关于LarKC

一:简要介绍

LarKC: The Large Knowledge Collider ( 大规模知识加速器 )

LarKC 主页:http://www.larkc.eu

LarKC中文主页: http://cn.larkc.eu

欧盟第7框架计划(FP7)的LarKC项目的目标是开发大规模知识加速器(LarKC,其发音为“lark”),LarKC被设计为一个大规模分布式不完备推理平台。按照LarKC (The Large Knowledge Collider) 项目的起源,其中文可译为大规模知识对撞机,原因是这个名字的由来是受到了欧盟原子能研究组织开发的大规模强子对撞机(Large Hadron Collider)的启发。如果用简短的话来描述LarKC项目的目的,那便是:基于海量数据的分布式不完全搜索推理平台。分布式体现在数据集(目前主要处理的是RDF格式的数据)分布在万维网、本地等不同的来源,不完全体现在“在有限时间内,基于海量数据的确定性推理几乎是不可能的”,因此只能“在不完全数据上进行令用户足够满意的推理”,而平台则体现在LarKC将与基于语义Web的问题求解组件都以插件的形式组织在一起,通过一个管道(Pipe line)进行调用。
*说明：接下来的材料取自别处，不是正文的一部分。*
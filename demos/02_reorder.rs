//! Example 02: Manual Reordering
//!
//! This example demonstrates user-significant ordering: tasks keep the
//! position they were dragged to, including across a store reopen.
//!
//! Run with: cargo run --example 02_reorder

use eyre::Result;
use tasklist::TaskStore;

fn print_list(store: &TaskStore) -> Result<()> {
    for (index, task) in store.load_all()?.iter().enumerate() {
        println!("   {}: {}", index, task.title);
    }
    println!();
    Ok(())
}

fn main() -> Result<()> {
    let temp_dir = tempfile::tempdir()?;
    let store_path = temp_dir.path().to_path_buf();

    println!("Task List Reorder Example");
    println!("=========================\n");

    let mut store = TaskStore::open(&store_path)?;
    store.add("Pack bags")?;
    store.add("Book flights")?;
    let passport = store.add("Renew passport")?;

    println!("Initial order:");
    print_list(&store)?;

    // The passport comes first, everything else shifts down one slot
    println!("After moving '{}' to the front:", passport.title);
    store.move_to(passport.id, 0)?;
    print_list(&store)?;

    // Out-of-range targets clamp to the end of the list
    println!("After moving it to index 99 (clamped to last):");
    store.move_to(passport.id, 99)?;
    print_list(&store)?;

    // Order survives a restart
    drop(store);
    let store = TaskStore::open(&store_path)?;
    println!("After reopening the store:");
    print_list(&store)?;

    println!("Example complete!");
    Ok(())
}
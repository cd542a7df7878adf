//! 通知模块 - 格式化、模板和发送渠道
//!
//! # 流程
//! 1. `formatter` 用规则模板把事件转换成消息
//! 2. `dispatcher` 构建推送载荷（标题、优先级）
//! 3. 每个注册的 `NotificationChannel` 异步发送，不阻塞调用方
//!
//! # 示例
//! ```ignore
//! use printer_notify::notification::{GotifyChannel, GotifyConfig, NotificationDispatcher};
//! use std::sync::Arc;
//!
//! let gotify = Arc::new(GotifyChannel::new(GotifyConfig::default())?);
//! let dispatcher = NotificationDispatcher::new().with_channel(gotify);
//! ```

pub mod channel;
pub mod dispatcher;
pub mod formatter;
pub mod gotify;
pub mod template;

pub use channel::{NotificationChannel, OutboundPayload, SendResult};
pub use dispatcher::{normalize_priority, NotificationDispatcher};
pub use formatter::{format_elapsed, format_event, Formatted, SuppressReason};
pub use gotify::{GotifyChannel, GotifyConfig};
pub use template::{render, TemplateContext, TemplateError};
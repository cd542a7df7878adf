//! G-code 拦截 - 对发往固件的命令分类
//!
//! 只有 `M600`（换料）以及 `M70`、`M117` 两个显示消息命令有意义，
//! 后两者的文本会保留给下一次暂停、等待或换料通知。

use regex::Regex;
use std::sync::OnceLock;

/// 换料
pub const FILAMENT_CHANGE: &str = "M600";
/// 暂停时显示的消息，文本在 3 字节前缀之后
pub const PAUSE_MESSAGE: &str = "M70";
/// LCD 消息，文本在 4 字节前缀之后
pub const DISPLAY_MESSAGE: &str = "M117";
/// 普通移动，太频繁，不推动分钟计时
pub const LINEAR_MOVE: &str = "G1";

/// 命令对通知引擎的含义
#[derive(Debug, Clone, PartialEq, Eq)]
pub enum CommandAction {
    /// 触发换料通知
    FilamentChange,
    /// 替换待附加文本
    SetPendingText(String),
    /// 无操作
    Ignore,
}

/// 分类后的命令
#[derive(Debug, Clone, PartialEq, Eq)]
pub struct InterceptedCommand {
    /// G-code 命令字，如 `M117`
    pub code: Option<String>,
    /// 对应的操作
    pub action: CommandAction,
}

impl InterceptedCommand {
    /// 是否推动分钟计时
    pub fn ticks_clock(&self) -> bool {
        self.code.as_deref().is_some_and(|code| code != LINEAR_MOVE)
    }
}

fn code_pattern() -> &'static Regex {
    static PATTERN: OnceLock<Regex> = OnceLock::new();
    PATTERN.get_or_init(|| {
        Regex::new(r"^\s*(?:[Nn]\d+\s+)?([GgMmTt]\d+(?:\.\d+)?)").expect("static regex is valid")
    })
}

/// 从原始命令行提取 G-code 命令字
pub fn command_code(raw: &str) -> Option<String> {
    code_pattern()
        .captures(raw)
        .map(|caps| caps[1].to_ascii_uppercase())
}

/// 对命令分类，主机给出的 `parsed_code` 优先于解析 `raw`
pub fn intercept(raw: &str, parsed_code: Option<&str>) -> InterceptedCommand {
    let code = match parsed_code {
        Some(code) if !code.trim().is_empty() => Some(code.trim().to_string()),
        _ => command_code(raw),
    };

    let action = match code.as_deref() {
        Some(FILAMENT_CHANGE) => CommandAction::FilamentChange,
        Some(PAUSE_MESSAGE) => {
            CommandAction::SetPendingText(raw.get(3..).unwrap_or_default().to_string())
        }
        Some(DISPLAY_MESSAGE) => match raw.get(4..) {
            Some(text) if !text.trim().is_empty() => CommandAction::SetPendingText(text.to_string()),
            _ => CommandAction::Ignore,
        },
        _ => CommandAction::Ignore,
    };

    InterceptedCommand { code, action }
}

#[cfg(test)]
mod tests {
    use super::*;

    #[test]
    fn test_command_code_extraction() {
        assert_eq!(command_code("M600").as_deref(), Some("M600"));
        assert_eq!(command_code("  g1 X10 Y10").as_deref(), Some("G1"));
        assert_eq!(command_code("N12 M117 Hello").as_deref(), Some("M117"));
        assert_eq!(command_code("G29.1").as_deref(), Some("G29.1"));
        assert_eq!(command_code("@pause"), None);
        assert_eq!(command_code(""), None);
    }

    #[test]
    fn test_filament_change() {
        let command = intercept("M600", Some("M600"));
        assert_eq!(command.action, CommandAction::FilamentChange);
        assert!(command.ticks_clock());
    }

    #[test]
    fn test_m70_keeps_text_after_prefix() {
        let command = intercept("M70 Insert magnets", Some("M70"));
        assert_eq!(
            command.action,
            CommandAction::SetPendingText(" Insert magnets".to_string())
        );
    }

    #[test]
    fn test_m117_ignores_blank_text() {
        assert_eq!(intercept("M117", Some("M117")).action, CommandAction::Ignore);
        assert_eq!(intercept("M117   ", Some("M117")).action, CommandAction::Ignore);
        assert_eq!(
            intercept("M117 Layer 3", Some("M117")).action,
            CommandAction::SetPendingText("Layer 3".to_string())
        );
    }

    #[test]
    fn test_parsed_code_falls_back_to_raw() {
        let command = intercept("M600", None);
        assert_eq!(command.code.as_deref(), Some("M600"));
        assert_eq!(command.action, CommandAction::FilamentChange);
    }

    #[test]
    fn test_moves_do_not_tick_clock() {
        assert!(!intercept("G1 X1", Some("G1")).ticks_clock());
        assert!(intercept("G28", Some("G28")).ticks_clock());
        assert!(!intercept("@pause", None).ticks_clock());
    }

    #[test]
    fn test_unrecognized_commands_ignored() {
        assert_eq!(intercept("M104 S200", Some("M104")).action, CommandAction::Ignore);
    }
}
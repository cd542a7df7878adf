//! 当前打印任务的会话状态
//!
//! 一个 `SessionState` 保存单个任务期间的全部状态。PrintStarted 整体重置，
//! PrintDone/PrintFailed 部分重置。主机回调、命令拦截和轮询都通过
//! [`SharedSession::with`] 访问，读改写都在同一把锁内完成。

use chrono::{DateTime, Utc};
use std::sync::{Mutex, MutexGuard, RwLock, RwLockReadGuard, RwLockWriteGuard};

use crate::printer::Heater;

/// 获取互斥锁，前一个持有者 panic 时恢复数据
pub(crate) fn lock_or_recover<T>(mutex: &Mutex<T>) -> MutexGuard<'_, T> {
    mutex.lock().unwrap_or_else(|poisoned| poisoned.into_inner())
}

/// 获取读锁，忽略中毒
pub(crate) fn read_or_recover<T>(lock: &RwLock<T>) -> RwLockReadGuard<'_, T> {
    lock.read().unwrap_or_else(|poisoned| poisoned.into_inner())
}

/// 获取写锁，忽略中毒
pub(crate) fn write_or_recover<T>(lock: &RwLock<T>) -> RwLockWriteGuard<'_, T> {
    lock.write().unwrap_or_else(|poisoned| poisoned.into_inner())
}

/// 单个任务的状态
#[derive(Debug, Clone, Default, PartialEq)]
pub struct SessionState {
    /// 是否正在打印
    pub is_printing: bool,
    /// PrintStarted 到达的时间
    pub start_time: Option<DateTime<Utc>>,
    /// 上次定时检查时的已用分钟数
    pub last_reported_minute: i64,
    /// 上次发送通知的进度百分比
    pub last_reported_progress: i64,
    /// 最近一次 M70/M117 的文本，直到被覆盖
    pub pending_command_text: String,
    /// 热床已发送过温度通知
    pub bed_threshold_notified: bool,
    /// 挤出头已发送过温度通知
    pub extruder_threshold_notified: bool,
    /// 首层通知尚未发送
    pub first_layer_pending: bool,
}

impl SessionState {
    /// 新任务开始，重置全部状态
    pub fn begin_job(&mut self, now: DateTime<Utc>) {
        *self = Self {
            is_printing: true,
            start_time: Some(now),
            first_layer_pending: true,
            ..Self::default()
        };
    }

    /// 任务完成，停止计时并清空计数
    pub fn finish_job(&mut self) {
        self.is_printing = false;
        self.start_time = None;
        self.last_reported_minute = 0;
        self.last_reported_progress = 0;
    }

    /// 任务失败，计数保留到下一个任务开始
    pub fn fail_job(&mut self) {
        self.is_printing = false;
    }

    /// 任务开始以来的整分钟数，四舍六入五取偶
    pub fn minutes_since_start(&self, now: DateTime<Utc>) -> Option<i64> {
        let start = self.start_time?;
        let seconds = (now - start).num_milliseconds() as f64 / 1000.0;
        Some((seconds / 60.0).round_ties_even() as i64)
    }

    /// 记录已用分钟数，只在变化时返回
    pub fn advance_minute(&mut self, now: DateTime<Utc>) -> Option<i64> {
        let minutes = self.minutes_since_start(now)?;
        if minutes == self.last_reported_minute {
            return None;
        }
        self.last_reported_minute = minutes;
        Some(minutes)
    }

    /// 记录进度，与上次相同时返回 false
    pub fn record_progress(&mut self, progress: i64) -> bool {
        if self.last_reported_progress == progress {
            return false;
        }
        self.last_reported_progress = progress;
        true
    }

    /// 认领加热器的温度通知，每个任务只成功一次
    pub fn claim_threshold(&mut self, heater: Heater) -> bool {
        let flag = match heater {
            Heater::Bed => &mut self.bed_threshold_notified,
            Heater::Extruder => &mut self.extruder_threshold_notified,
        };
        !std::mem::replace(flag, true)
    }

    /// 消费首层标志，每个任务只返回一次 true
    pub fn take_first_layer(&mut self) -> bool {
        std::mem::replace(&mut self.first_layer_pending, false)
    }

    /// 设置待附加文本
    pub fn set_pending_text(&mut self, text: impl Into<String>) {
        self.pending_command_text = text.into();
    }

    /// 加括号的待附加文本，没有时为空
    pub fn pending_text_wrapped(&self) -> String {
        if self.pending_command_text.is_empty() {
            String::new()
        } else {
            format!("({})", self.pending_command_text.trim())
        }
    }
}

/// [`SessionState`] 的唯一持有者
#[derive(Debug, Default)]
pub struct SharedSession {
    inner: Mutex<SessionState>,
}

impl SharedSession {
    /// 创建空会话
    pub fn new() -> Self {
        Self::default()
    }

    /// 独占访问状态并执行 `f`
    pub fn with<R>(&self, f: impl FnOnce(&mut SessionState) -> R) -> R {
        let mut state = lock_or_recover(&self.inner);
        f(&mut state)
    }

    /// 当前状态的副本
    pub fn snapshot(&self) -> SessionState {
        lock_or_recover(&self.inner).clone()
    }
}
目前在管道中已经考虑的插件类型有:Transformer, Selector, Reasoner, Decider等。正如Cyc 的CTO Michael Witbrock在LarKC的Blog中描述的[http://blog.larkc.eu/?p=1401],“这种体系结构的设计意义在于对于人工智能的研究者来说,当面对基于海量数据的问题求解时,你不需要将任何事情都从头做起”。该平台用于突破语义万维网(Semantic Web)推理系统目前面临的知识处理规模瓶颈。

图 LarKC架构总览

LarKC项目将通过以下几方面的努力实现以上目标:

l 扩充现有基于逻辑的语义万维网推理方法:计划通过运用信息检索、机器学习、信息论、数据库、概率推理等学科的理论研发新的推理方法;

l 使用受认知科学启发的方法与技术:如传播激活(spreading activation)、注意(attention)、强化(reinforcement)、 习惯(habituation)、关联推理(relevance reasoning)、有限合理性(bounded rationality);

l 构建分布式推理平台:计划将在高性能计算集群上及互联家庭计算机平台上实现。

LarKC项目已经发布的阶段性报告可以从以下地址获得:

http://www.larkc.eu/deliverables/

在LarKC项目支持下发表的论文可以从下列地址获得:

http://www.larkc.eu/publications/

部分LarKC相关关键技术的简要介绍可以从下列地址获得:

http://wiki.larkc.eu/TechnologyTopics

二:阅读阶段性报告

WP1: 概念性框架及评估;

WP2: 语义空间信息检索和选择(语义空间模型);

WP4: 逻辑推理和决策技术报告;

WP5: 各样模式的分析设计实现和时间测试;

2.1 larkc_d111_overview-of-relevant-work-in-other-areas_m6

奥地利因斯布鲁克大学(UIBK)-语义技术研究院(STI Innsbruck)

第二部分 Approximation Theory 中提到基于案例的推理(Case-Based Reasoning), 概率性推理(Probabilistic Reasoning), 粒状推理(granular reasoning). 及这些和LarKC的相关性.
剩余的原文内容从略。